BEGIN

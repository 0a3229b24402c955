//! `PersistenceError`: lo que puede fallar hablando con Postgres.
//! Los repositorios lo convierten en `StoreError` al devolver; los resultados
//! de dominio (`Store`) pasan intactos.

use diesel::result::{DatabaseErrorKind, Error as DieselError};
use jobflow_core::StoreError;
use thiserror::Error;

#[derive(Debug, Error)]
pub enum PersistenceError {
    #[error("unique violation: {0}")]
    UniqueViolation(String),
    #[error("check violation: {0}")]
    CheckViolation(String),
    #[error("foreign key violation: {0}")]
    ForeignKeyViolation(String),
    #[error("not found")]
    NotFound,
    #[error("serialization conflict (retryable)")]
    SerializationConflict,
    #[error("transient IO / connection pool error: {0}")]
    TransientIo(String),
    #[error("configuration error: {0}")]
    Config(String),
    /// Fila que no respeta el modelo (JSON inválido, estado desconocido...).
    #[error("corrupt row: {0}")]
    Decode(String),
    /// Resultado de dominio decidido dentro de una transacción (provoca rollback).
    #[error(transparent)]
    Store(#[from] StoreError),
    #[error("unknown database error: {0}")]
    Unknown(String),
}

impl From<DieselError> for PersistenceError {
    fn from(err: DieselError) -> Self {
        match err {
            DieselError::DatabaseError(kind, info) => {
                let msg = info.message().to_string();
                match kind {
                    DatabaseErrorKind::UniqueViolation => Self::UniqueViolation(msg),
                    DatabaseErrorKind::CheckViolation => Self::CheckViolation(msg),
                    DatabaseErrorKind::ForeignKeyViolation => Self::ForeignKeyViolation(msg),
                    DatabaseErrorKind::SerializationFailure => Self::SerializationConflict,
                    DatabaseErrorKind::ClosedConnection => Self::TransientIo(msg),
                    other => Self::Unknown(format!("{other:?}: {msg}")),
                }
            }
            DieselError::NotFound => Self::NotFound,
            DieselError::DeserializationError(e) => Self::Decode(e.to_string()),
            DieselError::BrokenTransactionManager => Self::TransientIo("transaction manager left in a broken state".into()),
            other => Self::Unknown(other.to_string()),
        }
    }
}

impl From<PersistenceError> for StoreError {
    fn from(err: PersistenceError) -> Self {
        match err {
            PersistenceError::Store(inner) => inner,
            other => StoreError::Backend(other.to_string()),
        }
    }
}
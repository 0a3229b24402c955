//! Flujo de ejemplo "revisión de documento".
//!
//! draft (0) -> review (1) -> publish (2). Un rechazo en `review` vuelve a
//! `draft`; la demo rechaza una vez y luego acepta hasta terminar.
use jobflow_core::{Action, BlueprintId, BlueprintRepository, JobEngine, JobId, JobRepository, JobState, NewStep, StepSpec};
use log::info;
use serde::Serialize;
use serde_json::json;

use crate::errors::AppError;

/// Resultado observable de una ejecución de la demo.
#[derive(Debug, Clone, PartialEq, Serialize)]
pub struct DemoReport {
    pub blueprint_id: BlueprintId,
    pub job_id: JobId,
    /// Nombres de los steps visitados, en orden.
    pub visited: Vec<String>,
    pub final_state: JobState,
    pub version: i64,
}

pub fn review_steps() -> Vec<(usize, StepSpec)> {
    vec![(0, StepSpec::new(NewStep::named("draft"), Action::GoToStep(1))),
         (1, StepSpec::new(NewStep::named("review").with_return_value(1), Action::GoToStep(2)).with_reject(Action::GoToStep(0))),
         (2, StepSpec::new(NewStep::named("publish"), Action::EndJob).with_reject(Action::EndJob))]
}

pub fn run_demo<B, J>(engine: &JobEngine<B, J>) -> Result<DemoReport, AppError>
    where B: BlueprintRepository,
          J: JobRepository
{
    let bp = engine.create_blueprint("document-review")?;
    let bp = engine.set_steps(bp.id, review_steps())?;
    let job = engine.create_job(bp.id)?;

    let mut visited = vec![engine.start(job.id)?.name];
    engine.set_data_for_step(job.id, 0, json!({"title": "jobflow"}))?;

    engine.accept_step(job.id)?;
    visited.push(engine.current_step(job.id)?.name);
    engine.set_data_for_step(job.id, 1, json!({"comments": ["más detalle"]}))?;

    engine.reject_step(job.id)?;
    visited.push(engine.current_step(job.id)?.name);

    let mut current = engine.accept_step(job.id)?;
    while current.state != JobState::Finished {
        visited.push(engine.current_step(job.id)?.name);
        current = engine.accept_step(job.id)?;
    }
    info!("demo job {} finished after {} steps", current.id, visited.len());

    Ok(DemoReport { blueprint_id: bp.id,
                    job_id: current.id,
                    visited,
                    final_state: current.state,
                    version: current.version })
}
//! Carga de configuración de conexión desde variables de entorno.
//! Usa convención `DATABASE_URL` y parámetros opcionales de pool.

use std::env;

use dotenvy::dotenv;
use once_cell::sync::Lazy;

use crate::error::PersistenceError;

// Carga perezosa del archivo .env una sola vez.
static DOTENV_LOADED: Lazy<()> = Lazy::new(|| {
    let _ = dotenv(); // ignora error si no existe .env
});

pub const DEFAULT_MIN_CONNECTIONS: u32 = 2;
pub const DEFAULT_MAX_CONNECTIONS: u32 = 16;

#[derive(Debug, Clone, PartialEq, Eq)]
pub struct DbConfig {
    pub url: String,
    pub min_connections: u32,
    pub max_connections: u32,
}

impl DbConfig {
    pub fn from_env() -> Result<Self, PersistenceError> {
        Lazy::force(&DOTENV_LOADED);
        Self::from_lookup(|key| env::var(key).ok())
    }

    /// Igual que `from_env` pero leyendo de una función (útil en tests).
    pub fn from_lookup<F>(lookup: F) -> Result<Self, PersistenceError>
        where F: Fn(&str) -> Option<String>
    {
        let url = lookup("DATABASE_URL").ok_or_else(|| PersistenceError::Config("DATABASE_URL not set".into()))?;
        let min_connections = lookup("DATABASE_MIN_CONNECTIONS").and_then(|v| v.parse().ok())
                                                                .unwrap_or(DEFAULT_MIN_CONNECTIONS);
        let max_connections = lookup("DATABASE_MAX_CONNECTIONS").and_then(|v| v.parse().ok())
                                                                .unwrap_or(DEFAULT_MAX_CONNECTIONS);
        Ok(Self { url,
                  min_connections,
                  max_connections })
    }
}

/// Forzar carga temprana de .env desde aplicaciones externas si se desea.
pub fn init_dotenv() {
    Lazy::force(&DOTENV_LOADED);
}
//! jobflow-persistence
//!
//! Backend Postgres (Diesel + r2d2) de los repositorios de `jobflow-core`.
//!
//! Módulos:
//! - `pg`: `PgBlueprintRepository`, `PgJobRepository`, pool y retry.
//! - `migrations`: runner embebido de migraciones Diesel.
//! - `config`: carga de configuración desde .env.
//! - `schema`: tablas Diesel `blueprints`, `steps`, `jobs`.

pub mod config;
pub mod error;
pub mod migrations;
pub mod pg;
pub mod schema;

pub use config::{init_dotenv, DbConfig};
pub use error::PersistenceError;
pub use pg::{build_dev_pool_from_env, build_pool, pg_engine, ConnectionProvider, PgBlueprintRepository, PgJobEngine, PgJobRepository, PgPool,
             PoolProvider};
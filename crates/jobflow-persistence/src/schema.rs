//! Esquema Diesel de los tres registros. Debe coincidir con `migrations/`.

diesel::table! {
    blueprints (id) {
        id -> BigInt,
        name -> Text,
        execution_table -> Jsonb,
        created_at -> Timestamptz,
    }
}

diesel::table! {
    steps (id) {
        id -> BigInt,
        blueprint_id -> BigInt,
        name -> Text,
        return_value -> Nullable<Integer>,
        position -> Integer,
    }
}

diesel::table! {
    jobs (id) {
        id -> Uuid,
        blueprint_id -> BigInt,
        current_execution_step -> Nullable<Integer>,
        state -> Text,
        data -> Jsonb,
        version -> BigInt,
        updated_at -> Timestamptz,
    }
}

diesel::joinable!(steps -> blueprints (blueprint_id));
diesel::joinable!(jobs -> blueprints (blueprint_id));

diesel::allow_tables_to_appear_in_same_query!(
    blueprints,
    steps,
    jobs,
);
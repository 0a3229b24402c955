//! Runner de las migraciones embebidas (`migrations/` de este crate).
//! `build_pool` las ejecuta una vez al construir el pool.

use crate::error::PersistenceError;
use diesel::pg::PgConnection;
use diesel_migrations::{embed_migrations, EmbeddedMigrations, MigrationHarness};
use log::info;

pub const MIGRATIONS: EmbeddedMigrations = embed_migrations!();

pub fn run_pending_migrations(conn: &mut PgConnection) -> Result<(), PersistenceError> {
    let applied = conn.run_pending_migrations(MIGRATIONS)
                      .map_err(|e| PersistenceError::Unknown(format!("migration error: {e}")))?;
    if !applied.is_empty() {
        info!("applied {} migration(s)", applied.len());
    }
    Ok(())
}
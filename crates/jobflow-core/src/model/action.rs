//! `Action`: directiva de transición de una entrada de la tabla.
//!
//! En memoria es un enum etiquetado. La gramática de texto (`"END_JOB"` y
//! `"GO_TO_STEP <n>"`) sólo existe en el borde de serialización, para seguir
//! leyendo tablas guardadas con ese formato.
use std::fmt;
use std::str::FromStr;

use serde::{Deserialize, Serialize};
use thiserror::Error;

const END_JOB: &str = "END_JOB";
const GO_TO_STEP: &str = "GO_TO_STEP";

#[derive(Debug, Clone, Copy, PartialEq, Eq, Hash, Serialize, Deserialize)]
#[serde(try_from = "String", into = "String")]
pub enum Action {
    /// Termina el job.
    EndJob,
    /// Salta al índice indicado de la tabla de ejecución.
    GoToStep(usize),
}

impl Action {
    pub fn end_job() -> Self {
        Self::EndJob
    }

    pub fn go_to_step(index: usize) -> Self {
        Self::GoToStep(index)
    }

    /// Índice destino, si la acción es un salto.
    pub fn target(&self) -> Option<usize> {
        match self {
            Self::EndJob => None,
            Self::GoToStep(n) => Some(*n),
        }
    }
}

#[derive(Debug, Error, PartialEq, Eq, Clone)]
pub enum ActionParseError {
    #[error("empty action")] Empty,
    #[error("unknown action command `{0}`")] UnknownCommand(String),
    #[error("`{command}` expects {expected} argument(s), got {got}")] Arity { command: &'static str, expected: usize, got: usize },
    #[error("invalid step index `{0}`")] InvalidIndex(String),
}

impl fmt::Display for Action {
    fn fmt(&self, f: &mut fmt::Formatter<'_>) -> fmt::Result {
        match self {
            Self::EndJob => f.write_str(END_JOB),
            Self::GoToStep(n) => write!(f, "{GO_TO_STEP} {n}"),
        }
    }
}

impl FromStr for Action {
    type Err = ActionParseError;

    fn from_str(s: &str) -> Result<Self, Self::Err> {
        // Separador: exactamente un espacio (no se normalizan espacios extra).
        let tokens: Vec<&str> = s.split(' ').collect();
        match tokens.as_slice() {
            [""] => Err(ActionParseError::Empty),
            [END_JOB] => Ok(Self::EndJob),
            [END_JOB, rest @ ..] => Err(ActionParseError::Arity { command: END_JOB,
                                                                  expected: 0,
                                                                  got: rest.len() }),
            [GO_TO_STEP, arg] => {
                if arg.is_empty() || !arg.bytes().all(|b| b.is_ascii_digit()) {
                    return Err(ActionParseError::InvalidIndex(arg.to_string()));
                }
                arg.parse::<usize>()
                   .map(Self::GoToStep)
                   .map_err(|_| ActionParseError::InvalidIndex(arg.to_string()))
            }
            [GO_TO_STEP, rest @ ..] => Err(ActionParseError::Arity { command: GO_TO_STEP,
                                                                     expected: 1,
                                                                     got: rest.len() }),
            [other, ..] => Err(ActionParseError::UnknownCommand(other.to_string())),
            [] => Err(ActionParseError::Empty),
        }
    }
}

impl TryFrom<String> for Action {
    type Error = ActionParseError;

    fn try_from(value: String) -> Result<Self, Self::Error> {
        value.parse()
    }
}

impl From<Action> for String {
    fn from(action: Action) -> Self {
        action.to_string()
    }
}

#[cfg(test)]
mod tests {
    use super::*;

    #[test]
    fn emits_two_token_grammar() {
        assert_eq!(Action::EndJob.to_string(), "END_JOB");
        assert_eq!(Action::GoToStep(12).to_string(), "GO_TO_STEP 12");
    }

    #[test]
    fn parses_stored_actions() {
        assert_eq!("END_JOB".parse::<Action>(), Ok(Action::EndJob));
        assert_eq!("GO_TO_STEP 3".parse::<Action>(), Ok(Action::GoToStep(3)));
    }

    #[test]
    fn rejects_malformed_actions() {
        assert_eq!("".parse::<Action>(), Err(ActionParseError::Empty));
        assert!(matches!("GO_TO_STEP".parse::<Action>(), Err(ActionParseError::Arity { expected: 1, got: 0, .. })));
        assert!(matches!("GO_TO_STEP 1 2".parse::<Action>(), Err(ActionParseError::Arity { expected: 1, got: 2, .. })));
        assert!(matches!("GO_TO_STEP  1".parse::<Action>(), Err(ActionParseError::Arity { .. })));
        assert_eq!("GO_TO_STEP -1".parse::<Action>(), Err(ActionParseError::InvalidIndex("-1".into())));
        assert_eq!("GO_TO_STEP +1".parse::<Action>(), Err(ActionParseError::InvalidIndex("+1".into())));
        assert!(matches!("END_JOB now".parse::<Action>(), Err(ActionParseError::Arity { expected: 0, .. })));
        assert_eq!("end_job".parse::<Action>(), Err(ActionParseError::UnknownCommand("end_job".into())));
    }

    #[test]
    fn serde_uses_text_form() {
        let v = serde_json::to_value(Action::GoToStep(2)).unwrap();
        assert_eq!(v, serde_json::json!("GO_TO_STEP 2"));
        let back: Action = serde_json::from_value(serde_json::json!("END_JOB")).unwrap();
        assert_eq!(back, Action::EndJob);
        assert!(serde_json::from_value::<Action>(serde_json::json!("JUMP 2")).is_err());
    }
}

END

- Work to complete
Check each line of the records for "blueprints" and copy the ones that contain it.

- Response to this exercise
//! - `schema`: tablas Diesel `blueprints`, `steps`, `jobs`.
    blueprints (id) {
diesel::joinable!(steps -> blueprints (blueprint_id));
diesel::joinable!(jobs -> blueprints (blueprint_id));
    blueprints,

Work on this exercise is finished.